組織は大きくなるにしたがい、適切な範囲を設定し、それぞれに責任を持たせて、活動(パフォーマンス)を高めています。
組織・役割にあてはめてみると、適切な範囲が、”部・課”で、その責任者が”部長・課長”です。
それぞれの適切な範囲を機能的に連携するために、”プロセス(工程)”を定め、それを流れにする”フロー化”ということになり、その全体の責任者が、トップマネジメントです。
トップマネジメントは、そのしくみを活用して、果たすべき成果を出し続ける”責任”を負うことになります。

ところで、『Made In JAPAN』として各国において高品質と評価されていた日本企業において、相次いで、品質改ざん(不適切な対応)が発覚しました。
それらの背景(要因)は、[圧力・動機][機会][正当化]の不正のトライアングルと述べられています。

圧力・動機:納期のために、利益のために
機会   :組織の役割や立場を超えた判断
正当化  :提供する製品は大丈夫、これまでに不具合はないから

先の品質改ざんは、顧客と約束した試験・検査検査または法規制が要求している試験・検査検査を省略し、実施していない検査成績書を発行していたことで”不適切な、”となりました。
圧力・動機や正当化は、歴史や伝統、経験から、断ち切れない要素と思われます。
機会は、組織および職位に割り当てられた、責任・権限により、歯止めが欠けられるメカニズムになると思います。

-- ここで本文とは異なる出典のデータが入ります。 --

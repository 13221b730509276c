//! Periodic runner: cycle limits, stop requests, overrun policies and the
//! simulated axis closing its loop.

use super::{Calls, Ints};
use cascade_common::config::{KernelConfig, OverrunPolicy};
use cascade_common::state::KernelState;
use cascade_kernel::component::{Component, Controller};
use cascade_kernel::kernel::Kernel;
use cascade_kernel::name_server::NameServer;
use cascade_kernel::port::ControllerPorts;
use cascade_kernel::runner::PeriodicRunner;
use cascade_kernel::sim::{
    AxisCommand, Heartbeat, PiController, PiGains, Plant, PlantEffector, PlantSensor,
    RampGenerator, SimTypes, VelocityEstimator, register_axis,
};
use cascade_kernel::CascadeExtension;
use std::sync::Arc;
use std::sync::atomic::Ordering;
use std::time::Duration;

// ─── Helpers ────────────────────────────────────────────────────────

fn fast_config(policy: OverrunPolicy, max_cycles: Option<u64>) -> KernelConfig {
    let mut config = KernelConfig::default();
    config.kernel.period_us = 100;
    config.runner.overrun_policy = policy;
    config.runner.max_cycles = max_cycles;
    config
}

/// Controller whose calculate takes far longer than the test period.
struct Sluggish {
    ports: ControllerPorts<Ints>,
    calls: Arc<Calls>,
}

impl Component for Sluggish {
    fn name(&self) -> &str {
        "Sluggish"
    }
    fn calculate(&mut self) {
        self.calls.cycles.fetch_add(1, Ordering::SeqCst);
        std::thread::sleep(Duration::from_millis(2));
    }
}

impl Controller<Ints> for Sluggish {
    fn ports(&mut self) -> &mut ControllerPorts<Ints> {
        &mut self.ports
    }
}

fn sluggish_runner(
    policy: OverrunPolicy,
    cycles: u64,
) -> (PeriodicRunner<Ints, CascadeExtension>, Arc<Calls>) {
    let config = fast_config(policy, Some(cycles));
    let mut kernel: Kernel<Ints> = Kernel::with_config(&config, CascadeExtension::new()).unwrap();
    let calls = Arc::new(Calls::default());
    kernel
        .load_controller(Box::new(Sluggish {
            ports: ControllerPorts::new(),
            calls: Arc::clone(&calls),
        }))
        .unwrap();
    kernel.initialize().unwrap();
    kernel.select_controller("Sluggish").unwrap();
    (PeriodicRunner::new(kernel, &config.runner), calls)
}

// ─── Tests ──────────────────────────────────────────────────────────

#[test]
fn runner_stops_at_cycle_limit_and_finalizes() {
    let config = fast_config(OverrunPolicy::Ignore, Some(25));
    let kernel: Kernel<Ints> = Kernel::with_config(&config, CascadeExtension::new()).unwrap();
    let mut runner = PeriodicRunner::new(kernel, &config.runner);

    let stats = runner.run().unwrap();
    assert_eq!(stats.cycle_count, 25);
    assert!(stats.min_cycle_ns <= stats.max_cycle_ns);
    assert_eq!(runner.kernel().state(), KernelState::Stopped);
    assert_eq!(runner.kernel().extension().cycles(), 25);
}

#[test]
fn stop_request_from_another_thread_ends_run() {
    let config = fast_config(OverrunPolicy::Ignore, None);
    let kernel: Kernel<Ints> = Kernel::with_config(&config, CascadeExtension::new()).unwrap();
    let mut runner = PeriodicRunner::new(kernel, &config.runner);
    let stop = runner.stop_handle();

    let stopper = std::thread::spawn(move || {
        std::thread::sleep(Duration::from_millis(20));
        stop.request();
    });
    let stats = runner.run().unwrap();
    stopper.join().unwrap();

    assert!(stats.cycle_count > 0);
    assert_eq!(runner.kernel().state(), KernelState::Stopped);
    assert!(!runner.stop_handle().is_requested());
}

#[test]
fn abort_policy_falls_back_to_defaults_after_overrun() {
    let (mut runner, calls) = sluggish_runner(OverrunPolicy::Abort, 5);
    let stats = runner.run().unwrap();

    assert!(runner.was_aborted());
    assert!(stats.overruns >= 1);
    assert_eq!(stats.cycle_count, 5);
    // Only the first cycle ran the sluggish controller.
    assert_eq!(calls.cycles(), 1);
    assert!(runner.kernel().is_selected_controller("DefaultController"));
}

#[test]
fn ignore_policy_keeps_running_through_overruns() {
    let (mut runner, calls) = sluggish_runner(OverrunPolicy::Ignore, 3);
    let stats = runner.run().unwrap();

    assert!(!runner.was_aborted());
    assert_eq!(stats.overruns, 3);
    assert_eq!(calls.cycles(), 3);
}

#[test]
fn simulated_axis_reaches_commanded_target() {
    let config = fast_config(OverrunPolicy::Ignore, Some(3000));
    let plant = Arc::new(Plant::new(200.0));
    let mut names = NameServer::new();
    let beats = register_axis(&mut names, &plant, PiGains::default());

    let mut kernel: Kernel<SimTypes> =
        Kernel::with_config(&config, CascadeExtension::new()).unwrap();
    kernel.load_sensor_named(&mut names, PlantSensor::NAME).unwrap();
    kernel.load_estimator_named(&mut names, VelocityEstimator::NAME).unwrap();
    kernel.load_generator_named(&mut names, RampGenerator::NAME).unwrap();
    kernel.load_controller_named(&mut names, PiController::NAME).unwrap();
    kernel.load_effector_named(&mut names, PlantEffector::NAME).unwrap();
    kernel.load_support_named(&mut names, Heartbeat::NAME).unwrap();

    kernel.initialize().unwrap();
    kernel.select_sensor(PlantSensor::NAME).unwrap();
    kernel.select_estimator(VelocityEstimator::NAME).unwrap();
    kernel.select_generator(RampGenerator::NAME).unwrap();
    kernel.select_controller(PiController::NAME).unwrap();
    kernel.select_effector(PlantEffector::NAME).unwrap();
    kernel.commands().set(AxisCommand {
        target: 10.0,
        max_velocity: 0.0,
    });

    let mut runner = PeriodicRunner::new(kernel, &config.runner);
    let stats = runner.run().unwrap();

    assert_eq!(stats.cycle_count, 3000);
    assert_eq!(beats.load(Ordering::Relaxed), 3000);
    assert!(
        (plant.position() - 10.0).abs() < 0.5,
        "axis settled at {}",
        plant.position()
    );
    // Finalize deselected the effector, which stops the drive.
    assert_eq!(plant.velocity(), 0.0);
}

#[test]
fn runner_built_from_config_file() {
    use cascade_common::config::ConfigLoader;

    let dir = tempfile::TempDir::new().unwrap();
    let path = dir.path().join("kernel.toml");
    std::fs::write(
        &path,
        r#"
[shared]
service_name = "axis-x"

[kernel]
name = "AxisX"
period_us = 200

[kernel.prefixes]
outputs = "drive"

[runner]
overrun_policy = "ignore"
max_cycles = 10
"#,
    )
    .unwrap();

    let config = KernelConfig::load(&path).unwrap();
    config.validate().unwrap();
    let kernel: Kernel<Ints> = Kernel::with_config(&config, CascadeExtension::new()).unwrap();
    assert_eq!(kernel.period(), Duration::from_micros(200));
    assert_eq!(kernel.outputs().prefix(), "drive");

    let mut runner = PeriodicRunner::new(kernel, &config.runner);
    assert_eq!(runner.run().unwrap().cycle_count, 10);
}
//! Component contract, role traits and the default no-op components.
//!
//! A component is a [`Component`] plus exactly one role trait. The role trait
//! hands the kernel the component's port set; which channels it reads and
//! writes is therefore a property of the role, never of the instance.
//!
//! ## Hook Discipline
//!
//! `startup`/`shutdown` run synchronously inside `select` while the kernel is
//! running. `pull`/`calculate`/`push` run inside `step`. All of them must be
//! bounded-time and must not allocate.

use crate::data_object::{DataSlots, KernelTypes};
use crate::port::{
    ControllerPorts, EffectorPorts, EstimatorPorts, GeneratorPorts, PortSet, SensorPorts,
};
use cascade_common::role::RoleKind;
use std::time::Duration;

// ─── Component ──────────────────────────────────────────────────────

/// Runtime facts handed to a component when its aspect is enabled.
#[derive(Debug, Clone, Copy)]
pub struct AspectContext<'a> {
    pub kernel_name: &'a str,
    pub role: RoleKind,
    pub period: Duration,
}

/// Lifecycle and execution hooks shared by every role.
///
/// Identity within a role is the component name.
pub trait Component: Send {
    fn name(&self) -> &str;

    /// Called once at load, after the ports are bound. Returning `false`
    /// rejects the load; the kernel then unbinds every port.
    fn enable_aspect(&mut self, _ctx: &AspectContext<'_>) -> bool {
        true
    }

    /// Called once at unload, before the ports are released.
    fn disable_aspect(&mut self) {}

    /// Called when the component becomes active. `false` refuses activation.
    fn startup(&mut self) -> bool {
        true
    }

    /// Called when the component stops being active.
    fn shutdown(&mut self) {}

    /// Read phase: sample bound inputs.
    fn pull(&mut self) {}

    /// Compute phase.
    fn calculate(&mut self) {}

    /// Write phase: publish to bound outputs.
    fn push(&mut self) {}
}

// ─── Roles ──────────────────────────────────────────────────────────

pub trait Sensor<K: KernelTypes>: Component {
    fn ports(&mut self) -> &mut SensorPorts<K>;
}

pub trait Estimator<K: KernelTypes>: Component {
    fn ports(&mut self) -> &mut EstimatorPorts<K>;
}

pub trait Generator<K: KernelTypes>: Component {
    fn ports(&mut self) -> &mut GeneratorPorts<K>;
}

pub trait Controller<K: KernelTypes>: Component {
    fn ports(&mut self) -> &mut ControllerPorts<K>;
}

pub trait Effector<K: KernelTypes>: Component {
    fn ports(&mut self) -> &mut EffectorPorts<K>;
}

/// Auxiliary component: no data-object ports, every loaded Support runs
/// every cycle.
pub trait Support: Component {}

// ─── Wiring ─────────────────────────────────────────────────────────

/// Role-generic access used by the registry: the role tag and how to bind
/// the role's port set.
pub trait Wiring<K: KernelTypes>: Component {
    const ROLE: RoleKind;
    fn wire(&mut self, slots: &DataSlots<K>);
    fn unwire(&mut self, slots: &DataSlots<K>);
}

macro_rules! role_wiring {
    ($role_trait:ident, $kind:expr) => {
        impl<K: KernelTypes> Wiring<K> for dyn $role_trait<K> {
            const ROLE: RoleKind = $kind;
            fn wire(&mut self, slots: &DataSlots<K>) {
                self.ports().connect(slots);
            }
            fn unwire(&mut self, slots: &DataSlots<K>) {
                self.ports().disconnect(slots);
            }
        }
    };
}

role_wiring!(Sensor, RoleKind::Sensor);
role_wiring!(Estimator, RoleKind::Estimator);
role_wiring!(Generator, RoleKind::Generator);
role_wiring!(Controller, RoleKind::Controller);
role_wiring!(Effector, RoleKind::Effector);

impl<K: KernelTypes> Wiring<K> for dyn Support {
    const ROLE: RoleKind = RoleKind::Support;
    fn wire(&mut self, _slots: &DataSlots<K>) {}
    fn unwire(&mut self, _slots: &DataSlots<K>) {}
}

// ─── Defaults ───────────────────────────────────────────────────────

macro_rules! default_component {
    ($(#[$doc:meta])* $name:ident, $role_trait:ident, $ports:ident, $kind:expr) => {
        $(#[$doc])*
        pub struct $name<K: KernelTypes> {
            ports: $ports<K>,
        }

        impl<K: KernelTypes> $name<K> {
            pub const fn new() -> Self {
                Self { ports: $ports::new() }
            }
        }

        impl<K: KernelTypes> Default for $name<K> {
            fn default() -> Self {
                Self::new()
            }
        }

        impl<K: KernelTypes> Component for $name<K> {
            fn name(&self) -> &str {
                $kind.default_component_name()
            }
        }

        impl<K: KernelTypes> $role_trait<K> for $name<K> {
            fn ports(&mut self) -> &mut $ports<K> {
                &mut self.ports
            }
        }
    };
}

default_component!(
    /// Writes nothing; Inputs keep their last value.
    DefaultSensor, Sensor, SensorPorts, RoleKind::Sensor
);
default_component!(
    /// Writes nothing; Models keep their last value.
    DefaultEstimator, Estimator, EstimatorPorts, RoleKind::Estimator
);
default_component!(
    /// Writes nothing; SetPoints keep their last value.
    DefaultGenerator, Generator, GeneratorPorts, RoleKind::Generator
);
default_component!(
    /// Writes nothing; Outputs keep their last value.
    DefaultController, Controller, ControllerPorts, RoleKind::Controller
);
default_component!(
    /// Ignores Outputs.
    DefaultEffector, Effector, EffectorPorts, RoleKind::Effector
);
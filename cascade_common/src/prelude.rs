//! Prelude module for common re-exports.
//!
//! Consumers can do `use cascade_common::prelude::*;` and get the role,
//! channel and configuration vocabulary without listing individual paths.
//!
//! # Usage
//!
//! ```rust
//! use cascade_common::prelude::*;
//!
//! assert_eq!(DEFAULT_CONTROL_PERIOD.as_micros(), DEFAULT_PERIOD_US as u128);
//! ```

use std::time::Duration;

// ─── Logging ────────────────────────────────────────────────────────
pub use crate::config::LogLevel;

// ─── Configuration ──────────────────────────────────────────────────
pub use crate::config::{
    ChannelPrefixes, ConfigError, ConfigLoader, KernelConfig, KernelSection, OverrunPolicy,
    RunnerConfig, SharedConfig,
};

// ─── System Constants ───────────────────────────────────────────────
pub use crate::consts::{DEFAULT_PERIOD_US, MAX_COMPONENTS_PER_ROLE, MAX_SUPPORTS, NAME_CAPACITY};

// ─── Roles & Lifecycle ──────────────────────────────────────────────
pub use crate::role::{Channels, RoleKind};
pub use crate::state::KernelState;

/// Default control period as Duration.
pub const DEFAULT_CONTROL_PERIOD: Duration = Duration::from_micros(DEFAULT_PERIOD_US as u64);
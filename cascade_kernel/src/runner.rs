//! Periodic execution of a kernel: initialize → step every period → finalize.
//!
//! ## RT Setup
//! 1. `mlockall(MCL_CURRENT | MCL_FUTURE)`.
//! 2. Prefault stack pages.
//! 3. `sched_setaffinity` to the configured core.
//! 4. `sched_setscheduler(SCHED_FIFO, priority)`.
//!
//! All four are no-ops without the `rt` feature.
//!
//! ## Pacing
//! With `rt`: absolute-time `clock_nanosleep` on `CLOCK_MONOTONIC`, drift
//! free. Without: `std::thread::sleep` for the remainder of the period.
//!
//! ## Overruns
//! A step longer than the period is counted. Under
//! [`OverrunPolicy::Abort`] the kernel is also aborted: from the next step on
//! every role runs its default until the runner stops.

use crate::data_object::KernelTypes;
use crate::error::KernelError;
use crate::event::StopHandle;
use crate::extension::Extension;
use crate::kernel::Kernel;
use cascade_common::config::{OverrunPolicy, RunnerConfig};
use cascade_common::state::KernelState;
use thiserror::Error;
use tracing::{info, warn};

// ─── Cycle Statistics ───────────────────────────────────────────────

/// O(1) per-cycle timing statistics; `record` never allocates.
#[derive(Debug, Clone, Copy, PartialEq, Eq)]
pub struct CycleStats {
    pub cycle_count: u64,
    /// Last step duration [ns].
    pub last_cycle_ns: i64,
    pub min_cycle_ns: i64,
    pub max_cycle_ns: i64,
    sum_cycle_ns: i64,
    /// Steps that exceeded the period.
    pub overruns: u64,
    /// Worst wake-up latency against the scheduled start [ns].
    pub max_latency_ns: i64,
}

impl CycleStats {
    pub const fn new() -> Self {
        Self {
            cycle_count: 0,
            last_cycle_ns: 0,
            min_cycle_ns: i64::MAX,
            max_cycle_ns: 0,
            sum_cycle_ns: 0,
            overruns: 0,
            max_latency_ns: 0,
        }
    }

    #[inline]
    pub fn record(&mut self, duration_ns: i64, latency_ns: i64) {
        self.cycle_count += 1;
        self.last_cycle_ns = duration_ns;
        self.min_cycle_ns = self.min_cycle_ns.min(duration_ns);
        self.max_cycle_ns = self.max_cycle_ns.max(duration_ns);
        self.sum_cycle_ns = self.sum_cycle_ns.saturating_add(duration_ns);
        self.max_latency_ns = self.max_latency_ns.max(latency_ns);
    }

    /// Mean step duration [ns]; 0 before the first cycle.
    #[inline]
    pub fn avg_cycle_ns(&self) -> i64 {
        match self.cycle_count {
            0 => 0,
            n => self.sum_cycle_ns / n as i64,
        }
    }
}

impl Default for CycleStats {
    fn default() -> Self {
        Self::new()
    }
}

// ─── Errors ─────────────────────────────────────────────────────────

#[derive(Debug, Error)]
pub enum RunnerError {
    #[error("RT setup error: {0}")]
    RtSetup(String),

    #[error(transparent)]
    Kernel(#[from] KernelError),
}

// ─── RT Setup ───────────────────────────────────────────────────────

/// Bytes of stack touched before entering the loop.
const PREFAULT_STACK_BYTES: usize = 512 * 1024;

fn prefault_stack() {
    let mut page = [0u8; PREFAULT_STACK_BYTES];
    for byte in page.iter_mut().step_by(4096) {
        // SAFETY: in-bounds write to a local buffer.
        unsafe { core::ptr::write_volatile(byte, 1) };
    }
    core::hint::black_box(&page);
}

/// Lock memory, prefault the stack, pin to `cpu_core` and switch to
/// `SCHED_FIFO` at `rt_priority`. Only the prefault runs without the `rt`
/// feature.
pub fn rt_setup(cpu_core: usize, rt_priority: i32) -> Result<(), RunnerError> {
    #[cfg(feature = "rt")]
    {
        use nix::sched::{CpuSet, sched_setaffinity};
        use nix::sys::mman::{MlockallFlags, mlockall};
        use nix::unistd::Pid;

        mlockall(MlockallFlags::MCL_CURRENT | MlockallFlags::MCL_FUTURE)
            .map_err(|e| RunnerError::RtSetup(format!("mlockall: {e}")))?;
        prefault_stack();

        let mut cpus = CpuSet::new();
        cpus.set(cpu_core)
            .map_err(|e| RunnerError::RtSetup(format!("CpuSet::set({cpu_core}): {e}")))?;
        sched_setaffinity(Pid::from_raw(0), &cpus)
            .map_err(|e| RunnerError::RtSetup(format!("sched_setaffinity: {e}")))?;

        let param = libc::sched_param {
            sched_priority: rt_priority,
        };
        // SAFETY: valid param pointer; pid 0 is the calling thread.
        if unsafe { libc::sched_setscheduler(0, libc::SCHED_FIFO, &param) } != 0 {
            return Err(RunnerError::RtSetup(format!(
                "sched_setscheduler(SCHED_FIFO, {rt_priority}): {}",
                std::io::Error::last_os_error()
            )));
        }
    }

    #[cfg(not(feature = "rt"))]
    {
        let _ = (cpu_core, rt_priority);
        prefault_stack();
    }

    Ok(())
}

// ─── Periodic Runner ────────────────────────────────────────────────

/// Owns a kernel and drives it at its period.
pub struct PeriodicRunner<K: KernelTypes, E: Extension<K>> {
    kernel: Kernel<K, E>,
    policy: OverrunPolicy,
    max_cycles: Option<u64>,
    stats: CycleStats,
    stop: StopHandle,
    aborted: bool,
}

impl<K: KernelTypes, E: Extension<K>> PeriodicRunner<K, E> {
    pub fn new(kernel: Kernel<K, E>, config: &RunnerConfig) -> Self {
        let stop = kernel.stop_handle();
        Self {
            kernel,
            policy: config.overrun_policy,
            max_cycles: config.max_cycles,
            stats: CycleStats::new(),
            stop,
            aborted: false,
        }
    }

    /// Requests made through this handle end `run` at the next cycle.
    pub fn stop_handle(&self) -> StopHandle {
        self.stop.clone()
    }

    pub fn kernel(&self) -> &Kernel<K, E> {
        &self.kernel
    }

    pub fn kernel_mut(&mut self) -> &mut Kernel<K, E> {
        &mut self.kernel
    }

    pub fn into_kernel(self) -> Kernel<K, E> {
        self.kernel
    }

    pub fn stats(&self) -> &CycleStats {
        &self.stats
    }

    /// Whether an overrun tripped the abort policy during the last run.
    pub fn was_aborted(&self) -> bool {
        self.aborted
    }

    /// Run until a stop is requested or the cycle limit is reached.
    ///
    /// Initializes the kernel unless the caller already did (so components
    /// can be selected before the first cycle), and always finalizes it.
    pub fn run(&mut self) -> Result<CycleStats, RunnerError> {
        if self.kernel.state() != KernelState::Running {
            self.kernel.initialize()?;
        }
        self.stats = CycleStats::new();
        self.aborted = false;

        let period_ns = i64::try_from(self.kernel.period().as_nanos()).unwrap_or(i64::MAX);
        info!(
            kernel = self.kernel.name(),
            period_ns,
            policy = ?self.policy,
            max_cycles = ?self.max_cycles,
            "entering cycle loop"
        );

        #[cfg(feature = "rt")]
        let looped = self.run_rt_loop(period_ns);
        #[cfg(not(feature = "rt"))]
        let looped = self.run_sim_loop(period_ns);

        let finalized = self.kernel.finalize();
        info!(
            kernel = self.kernel.name(),
            cycles = self.stats.cycle_count,
            overruns = self.stats.overruns,
            avg_ns = self.stats.avg_cycle_ns(),
            max_ns = self.stats.max_cycle_ns,
            "cycle loop finished"
        );
        looped?;
        finalized?;
        Ok(self.stats)
    }

    #[inline]
    fn should_stop(&self) -> bool {
        self.stop.is_requested()
            || self
                .max_cycles
                .is_some_and(|max| self.stats.cycle_count >= max)
    }

    /// Record one step and apply the overrun policy.
    #[inline]
    fn account(&mut self, duration_ns: i64, latency_ns: i64, period_ns: i64) {
        self.stats.record(duration_ns, latency_ns);
        if duration_ns <= period_ns {
            return;
        }
        self.stats.overruns += 1;
        if self.policy == OverrunPolicy::Abort && !self.aborted {
            self.aborted = true;
            self.kernel.abort();
            warn!(
                kernel = self.kernel.name(),
                duration_ns, period_ns, "cycle overrun, cascade aborted to defaults"
            );
        }
    }

    #[cfg(not(feature = "rt"))]
    fn run_sim_loop(&mut self, period_ns: i64) -> Result<(), RunnerError> {
        use std::time::{Duration, Instant};

        let period = Duration::from_nanos(u64::try_from(period_ns).unwrap_or(0));
        let mut next_wake = Instant::now();

        while !self.should_stop() {
            let start = Instant::now();
            let latency_ns = start
                .checked_duration_since(next_wake)
                .map_or(0, |d| d.as_nanos() as i64);

            self.kernel.step();

            let duration_ns = start.elapsed().as_nanos() as i64;
            self.account(duration_ns, latency_ns, period_ns);

            next_wake += period;
            if let Some(remaining) = next_wake.checked_duration_since(Instant::now()) {
                std::thread::sleep(remaining);
            } else {
                // Behind schedule: restart pacing from now.
                next_wake = Instant::now();
            }
        }
        Ok(())
    }

    #[cfg(feature = "rt")]
    fn run_rt_loop(&mut self, period_ns: i64) -> Result<(), RunnerError> {
        use nix::time::{ClockId, ClockNanosleepFlags, clock_gettime, clock_nanosleep};

        let clock = ClockId::CLOCK_MONOTONIC;
        let now = || {
            clock_gettime(clock).map_err(|e| RunnerError::RtSetup(format!("clock_gettime: {e}")))
        };
        let mut next_wake = now()?;

        while !self.should_stop() {
            let start = now()?;
            let latency_ns = timespec_diff_ns(&start, &next_wake).max(0);

            self.kernel.step();

            let end = now()?;
            self.account(timespec_diff_ns(&end, &start), latency_ns, period_ns);

            next_wake = timespec_add_ns(next_wake, period_ns);
            let _ = clock_nanosleep(clock, ClockNanosleepFlags::TIMER_ABSTIME, &next_wake);
        }
        Ok(())
    }
}

#[cfg(feature = "rt")]
fn timespec_add_ns(ts: nix::sys::time::TimeSpec, ns: i64) -> nix::sys::time::TimeSpec {
    const NS_PER_SEC: i64 = 1_000_000_000;
    let total = ts.tv_nsec() + ns;
    nix::sys::time::TimeSpec::new(
        ts.tv_sec() + total.div_euclid(NS_PER_SEC),
        total.rem_euclid(NS_PER_SEC),
    )
}

#[cfg(feature = "rt")]
fn timespec_diff_ns(a: &nix::sys::time::TimeSpec, b: &nix::sys::time::TimeSpec) -> i64 {
    (a.tv_sec() - b.tv_sec()) * 1_000_000_000 + (a.tv_nsec() - b.tv_nsec())
}

// ─── Tests ──────────────────────────────────────────────────────────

ISO9001の規格では、プロセスを定め、それぞれに責任・権限を決定することが要求されています。
さらに、そのプロセスを遂行する上で、必要とする力量の確保も要求しています。
つまり、組織が本来の役割を果たし、その判定をする力量が備わっている状態を要求しているのです。
その状態が維持されていれば、不正のトライアングルを抑えることができたはずです。

先の不正の顛末の一つとして、認証機関への厳しい処置がされました。
要するに、不正のトライアングルを適正に審査できなかったという判断です。
今は、この程度でしたが、日本の総本山であるJABに及べば、冒頭の『Made In Japan』は過去の儚い歴史になりかねません。

「他山の石」とすることなく、今一度、組織の役割を見定め、さらには自身の役割・責任を振返る好機ではないでしょうか?